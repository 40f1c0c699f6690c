//! Registry of typed corpora, one slot per record type.
//!
//! The slot map is only locked long enough to fetch or create a slot; builds
//! and queries contend on per-type locks, so rebuilding one corpus never
//! blocks queries on another.

use std::any::{Any, TypeId};
use std::collections::HashMap;
use std::sync::Arc;

use parking_lot::{Mutex, RwLock};

use crate::corpus::{Corpus, SearchHit, SearchOptions};
use crate::schema::Searchable;

/// Type-erased read view of a slot, used by the request fan-out.
pub trait CorpusSearch: Send + Sync {
    fn search(&self, query: &str, options: &SearchOptions) -> Vec<SearchHit>;
    fn label(&self) -> String;
    fn as_any(&self) -> &dyn Any;
}

struct Slot<T: Searchable> {
    corpus: RwLock<Option<Corpus<T>>>,
}

impl<T: Searchable> CorpusSearch for Slot<T> {
    fn search(&self, query: &str, options: &SearchOptions) -> Vec<SearchHit> {
        match &*self.corpus.read() {
            Some(corpus) => corpus.search(query, options),
            None => Vec::new(),
        }
    }

    fn label(&self) -> String {
        T::content_label()
    }

    fn as_any(&self) -> &dyn Any {
        self
    }
}

#[derive(Default)]
pub struct SearchCache {
    slots: Mutex<HashMap<TypeId, Arc<dyn CorpusSearch>>>,
}

impl SearchCache {
    pub fn new() -> Self {
        Self::default()
    }

    fn slot<T: Searchable>(&self) -> Arc<dyn CorpusSearch> {
        let mut slots = self.slots.lock();
        slots
            .entry(TypeId::of::<T>())
            .or_insert_with(|| Arc::new(Slot::<T> { corpus: RwLock::new(None) }))
            .clone()
    }

    /// Build a fresh corpus and swap it into the type's slot. A schema error
    /// is logged and the previous corpus, if any, stays in place.
    pub fn overwrite<T: Searchable>(&self, records: Vec<T>) {
        let slot = self.slot::<T>();
        let slot = slot.as_any().downcast_ref::<Slot<T>>().expect("slot type is keyed by TypeId");
        match Corpus::build(&records) {
            Ok(corpus) => *slot.corpus.write() = Some(corpus),
            Err(error) => {
                tracing::info!(content = %T::content_label(), %error, "search cache rejected corpus");
            }
        }
    }

    /// Search one type. An unbuilt slot yields no hits.
    pub fn search<T: Searchable>(&self, query: &str, options: &SearchOptions) -> Vec<SearchHit> {
        self.slot::<T>().search(query, options)
    }

    /// Snapshot of every registered slot, for the per-request fan-out.
    pub fn searchers(&self) -> Vec<Arc<dyn CorpusSearch>> {
        self.slots.lock().values().cloned().collect()
    }
}
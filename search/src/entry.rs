//! Precomputed per-record scoring state.

use std::collections::BTreeMap;

use crate::fuzzy::{Pattern, Scorer};
use crate::normalize::search_text;
use crate::schema::Searchable;

/// Floor applied to each field score before combination, so one exact field
/// cannot zero out the product and mask every other field.
pub const SCORE_FLOOR: f64 = 1e-4;

struct FieldScorer {
    name: &'static str,
    /// Original text as stored on the record, used for result output.
    stored: String,
    scorer: Scorer,
    /// Normalized weight `w_i / W`.
    weight: f64,
    hidden: bool,
}

/// One record's scoring entry: a cached scorer per property.
pub struct Entry {
    fields: Vec<FieldScorer>,
    scaling: f64,
}

impl Entry {
    /// Build an entry from a record. `weights` are the schema's normalized
    /// weights, validated once per corpus build.
    pub fn new<T: Searchable>(record: &T, weights: &[f64]) -> Self {
        let fields = T::properties()
            .iter()
            .zip(weights)
            .map(|(property, &weight)| {
                let stored = (property.get)(record);
                let pattern = Pattern::new(&search_text(&stored));
                let scorer = if property.identifier {
                    Scorer::Identifier(pattern)
                } else {
                    Scorer::Text(pattern)
                };
                FieldScorer { name: property.name, stored, scorer, weight, hidden: property.hidden }
            })
            .collect();
        Self { fields, scaling: T::scaling().abs() }
    }

    /// Weighted geometric combination of the per-field scores, then the
    /// type's scaling exponent. The query must already be normalized.
    pub fn score(&self, query: &[char]) -> f64 {
        let combined: f64 = self
            .fields
            .iter()
            .map(|field| field.scorer.score(query).clamp(SCORE_FLOOR, 1.0).powf(field.weight))
            .product();
        combined.powf(self.scaling)
    }

    /// Stored text per non-hidden property.
    pub fn visible_fields(&self) -> BTreeMap<&'static str, String> {
        self.fields
            .iter()
            .filter(|field| !field.hidden)
            .map(|field| (field.name, field.stored.clone()))
            .collect()
    }

    /// Stored text for every property, hidden included.
    pub fn all_fields(&self) -> BTreeMap<&'static str, String> {
        self.fields.iter().map(|field| (field.name, field.stored.clone())).collect()
    }
}
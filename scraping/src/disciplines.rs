//! Scraper plugin for the discipline catalog.
//!
//! The catalog is split by discipline initials: an index page lists every
//! initials group, and each group page lists its disciplines as labelled
//! rows. Rows that fail to parse are skipped, matching how sparsely some
//! older catalog entries are filled in.

use std::collections::{HashMap, HashSet};

use async_trait::async_trait;
use futures::{stream, StreamExt, TryStreamExt};
use lazy_static::lazy_static;
use scraper::{ElementRef, Html, Selector};

use search::normalize::{collapse_whitespace, sanitise_path_segment, search_text};
use search::schema::short_type_name;
use search::SortedSet;

use crate::error::Result;
use crate::html::{get_text, next_element_sibling, parse_sections, parse_text, ParsingError};
use crate::models::{Discipline, Requirement};
use crate::store::{ScrapeEnv, Scraper};

const DISCIPLINES_URL: &str =
    "https://www.dac.unicamp.br/sistemas/catalogos/grad/catalogo2021/disciplinas/";
const FETCH_CONCURRENCY: usize = 8;

lazy_static! {
    static ref INITIALS_CONTAINER: Selector =
        Selector::parse("[class*=disc]").expect("static selector");
    static ref INITIALS_ITEM: Selector = Selector::parse("div").expect("static selector");
    static ref ROW: Selector = Selector::parse(".row").expect("static selector");
    static ref CODE_NAME: Selector = Selector::parse("[id*=disc]").expect("static selector");
}

fn index_url() -> String {
    format!("{DISCIPLINES_URL}index.html")
}

fn initials_page_url(initials: &str) -> String {
    format!("{DISCIPLINES_URL}{}.html", initials.to_lowercase().replace(' ', "_"))
}

/// Discipline codes are exactly five chars, internal space included (`F 128`).
fn is_discipline_code(code: &str) -> bool {
    code.chars().count() == 5
}

fn create_requirement(raw: &str) -> Option<Requirement> {
    let raw = raw.trim();
    if is_discipline_code(raw) {
        Some(Requirement::new(raw))
    } else if let Some(code) = raw.strip_prefix('*') {
        is_discipline_code(code).then(|| Requirement::partial(code))
    } else {
        None
    }
}

/// Parse a requirements string like `"MC102 ou F 128+*MA111"` into
/// alternative groups of conjunct requirements. Any unrecognized token voids
/// the whole expression ("no requirements" is written in prose).
fn parse_requirements(raw: &str) -> Option<Vec<Vec<Requirement>>> {
    raw.split(" ou ")
        .map(|group| group.split('+').map(create_requirement).collect())
        .collect()
}

/// Case- and accent-insensitive section lookup by key fragment.
fn section<'a>(
    sections: &HashMap<String, ElementRef<'a>>,
    fragment: &str,
) -> Option<ElementRef<'a>> {
    sections
        .iter()
        .find(|(title, _)| search_text(title).contains(fragment))
        .map(|(_, body)| *body)
}

fn parse_initials_index(document: &Html) -> Result<Vec<String>> {
    let container =
        document.select(&INITIALS_CONTAINER).next().ok_or(ParsingError::MissingElement)?;
    let initials: Vec<String> = container
        .select(&INITIALS_ITEM)
        .map(|item| collapse_whitespace(&item.text().collect::<String>()).to_uppercase())
        .filter(|text| !text.is_empty())
        .collect();
    if initials.is_empty() {
        return Err(ParsingError::MissingElement.into());
    }
    Ok(initials)
}

fn parse_row(row: ElementRef<'_>) -> Result<Discipline> {
    let header = get_text(row.select(&CODE_NAME).next(), None, false)?;
    let (code, name) = header.split_once(" - ").ok_or_else(|| ParsingError::UnparseableText {
        text: header.clone(),
        target: "discipline code and name",
    })?;

    let sections = parse_sections(row, "h4", next_element_sibling)?;
    let credits = parse_text(section(&sections, "creditos"), None, false, |t| t.parse().ok())?;
    let requirements = get_text(section(&sections, "requisitos"), None, true)?;
    let syllabus = get_text(section(&sections, "ementa"), None, true)?;

    Ok(Discipline {
        code: code.to_string(),
        name: name.to_string(),
        credits,
        reqs: parse_requirements(&requirements),
        req_by: None,
        syllabus,
    })
}

fn parse_disciplines_page(document: &Html) -> Vec<Discipline> {
    document
        .select(&ROW)
        .filter_map(|row| match parse_row(row) {
            Ok(discipline) => Some(discipline),
            Err(error) => {
                tracing::debug!(%error, "skipping malformed discipline row");
                None
            }
        })
        .collect()
}

/// Second pass over the whole corpus: requirements that resolve to a known
/// discipline register a reverse `reqBy` edge; the rest are marked special.
fn link_requirements(disciplines: &mut [Discipline]) {
    let codes: HashSet<String> = disciplines.iter().map(|d| d.code.clone()).collect();
    let mut required_by: HashMap<String, Vec<String>> = HashMap::new();

    for discipline in disciplines.iter_mut() {
        let by = discipline.code.clone();
        if let Some(groups) = discipline.reqs.as_mut() {
            for group in groups {
                for requirement in group {
                    if codes.contains(&requirement.code) {
                        required_by.entry(requirement.code.clone()).or_default().push(by.clone());
                    } else {
                        requirement.special = Some(true);
                    }
                }
            }
        }
    }

    for discipline in disciplines.iter_mut() {
        if let Some(edges) = required_by.remove(&discipline.code) {
            let req_by = discipline.req_by.get_or_insert_with(SortedSet::new);
            for edge in edges {
                req_by.insert(edge);
            }
        }
    }
}

pub struct DisciplineScraper;

#[async_trait]
impl Scraper for DisciplineScraper {
    type Output = Vec<Discipline>;

    fn cache_key() -> String {
        sanitise_path_segment(short_type_name::<Discipline>())
    }

    async fn scrape(env: &ScrapeEnv) -> Result<Self::Output> {
        let initials = env.client.fetch_html(&index_url(), parse_initials_index).await?;
        tracing::info!(groups = initials.len(), "scraping discipline catalog");

        let pages: Vec<Vec<Discipline>> = stream::iter(initials.into_iter().map(|initials| {
            let client = env.client.clone();
            let url = initials_page_url(&initials);
            async move { client.fetch_html(&url, |doc| Ok(parse_disciplines_page(doc))).await }
        }))
        .buffered(FETCH_CONCURRENCY)
        .try_collect()
        .await?;

        let mut disciplines: Vec<Discipline> = pages.into_iter().flatten().collect();
        link_requirements(&mut disciplines);
        Ok(disciplines)
    }
}
//! Text normalization shared by index build and query handling.
//!
//! Every string that reaches a scorer goes through the same pipeline:
//! compatibility decomposition, combining-mark strip, lowercase, whitespace
//! collapse. Applying the pipeline twice yields the same string, so already
//! normalized text can be fed back in safely.

use unicode_normalization::char::is_combining_mark;
use unicode_normalization::UnicodeNormalization;

/// Unicode fold: NFKD + diacritic strip + lowercase.
///
/// NFKD also folds full-width and half-width compatibility forms, so
/// `"ＭＣ１０２"` comes out as `"mc102"` and `"café"` as `"cafe"`.
pub fn normalize(text: &str) -> String {
    text.nfkd()
        .filter(|c| !is_combining_mark(*c))
        .flat_map(char::to_lowercase)
        .collect()
}

/// Split on any Unicode whitespace, dropping empty tokens.
pub fn split_words(text: &str) -> Vec<&str> {
    text.split_whitespace().collect()
}

/// Rejoin words with single spaces, trimming the ends.
pub fn collapse_whitespace(text: &str) -> String {
    split_words(text).join(" ")
}

/// The search normalization pipeline: `collapse_whitespace(normalize(s))`.
pub fn search_text(text: &str) -> String {
    collapse_whitespace(&normalize(text))
}

/// Replace every byte outside `[A-Za-z0-9]` with `_`.
///
/// Multi-byte characters expand to one underscore per byte, which keeps the
/// output a function of the raw encoding and always a valid path segment.
pub fn sanitise_path_segment(text: &str) -> String {
    text.bytes()
        .map(|b| if b.is_ascii_alphanumeric() { b as char } else { '_' })
        .collect()
}

pub fn is_ascii_alnum(c: char) -> bool {
    c.is_ascii_alphanumeric()
}

#[cfg(test)]
mod tests {
    use super::*;

    #[test]
    fn folds_case_and_diacritics() {
        assert_eq!(normalize("Física Térmica"), "fisica termica");
        assert_eq!(normalize("ALGORITMOS"), "algoritmos");
    }

    #[test]
    fn folds_width_variants() {
        assert_eq!(normalize("ＭＣ１０２"), "mc102");
    }

    #[test]
    fn collapses_mixed_whitespace() {
        assert_eq!(collapse_whitespace("  a \t b\n\nc "), "a b c");
        assert_eq!(collapse_whitespace(""), "");
        assert_eq!(collapse_whitespace(" \n\t "), "");
    }

    #[test]
    fn pipeline_is_idempotent() {
        for s in ["  Cálculo  I ", "F\u{a0}128", "ＡＢＣ def", "ação e\treação"] {
            let once = search_text(s);
            assert_eq!(search_text(&once), once);
        }
    }

    #[test]
    fn sanitise_replaces_non_alnum_bytes() {
        assert_eq!(sanitise_path_segment("Discipline"), "Discipline");
        assert_eq!(sanitise_path_segment("a b/c.json"), "a_b_c_json");
        // 'ç' is two bytes in UTF-8, so it becomes two underscores
        assert_eq!(sanitise_path_segment("aço"), "a__o");
    }

    #[test]
    fn sanitise_is_idempotent() {
        for s in ["Cache", "weird dir!", "ação", "../escape"] {
            let once = sanitise_path_segment(s);
            assert_eq!(sanitise_path_segment(&once), once);
            assert!(once.chars().all(|c| is_ascii_alnum(c) || c == '_'));
        }
    }
}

WHAT YOU HAVE TO DO: Check each line above for the string "already" and return those that contain it.

FINAL ANSWER:
    /// type's scaling exponent. The query must already be normalized.
//! collapse. Applying the pipeline twice yields the same string, so already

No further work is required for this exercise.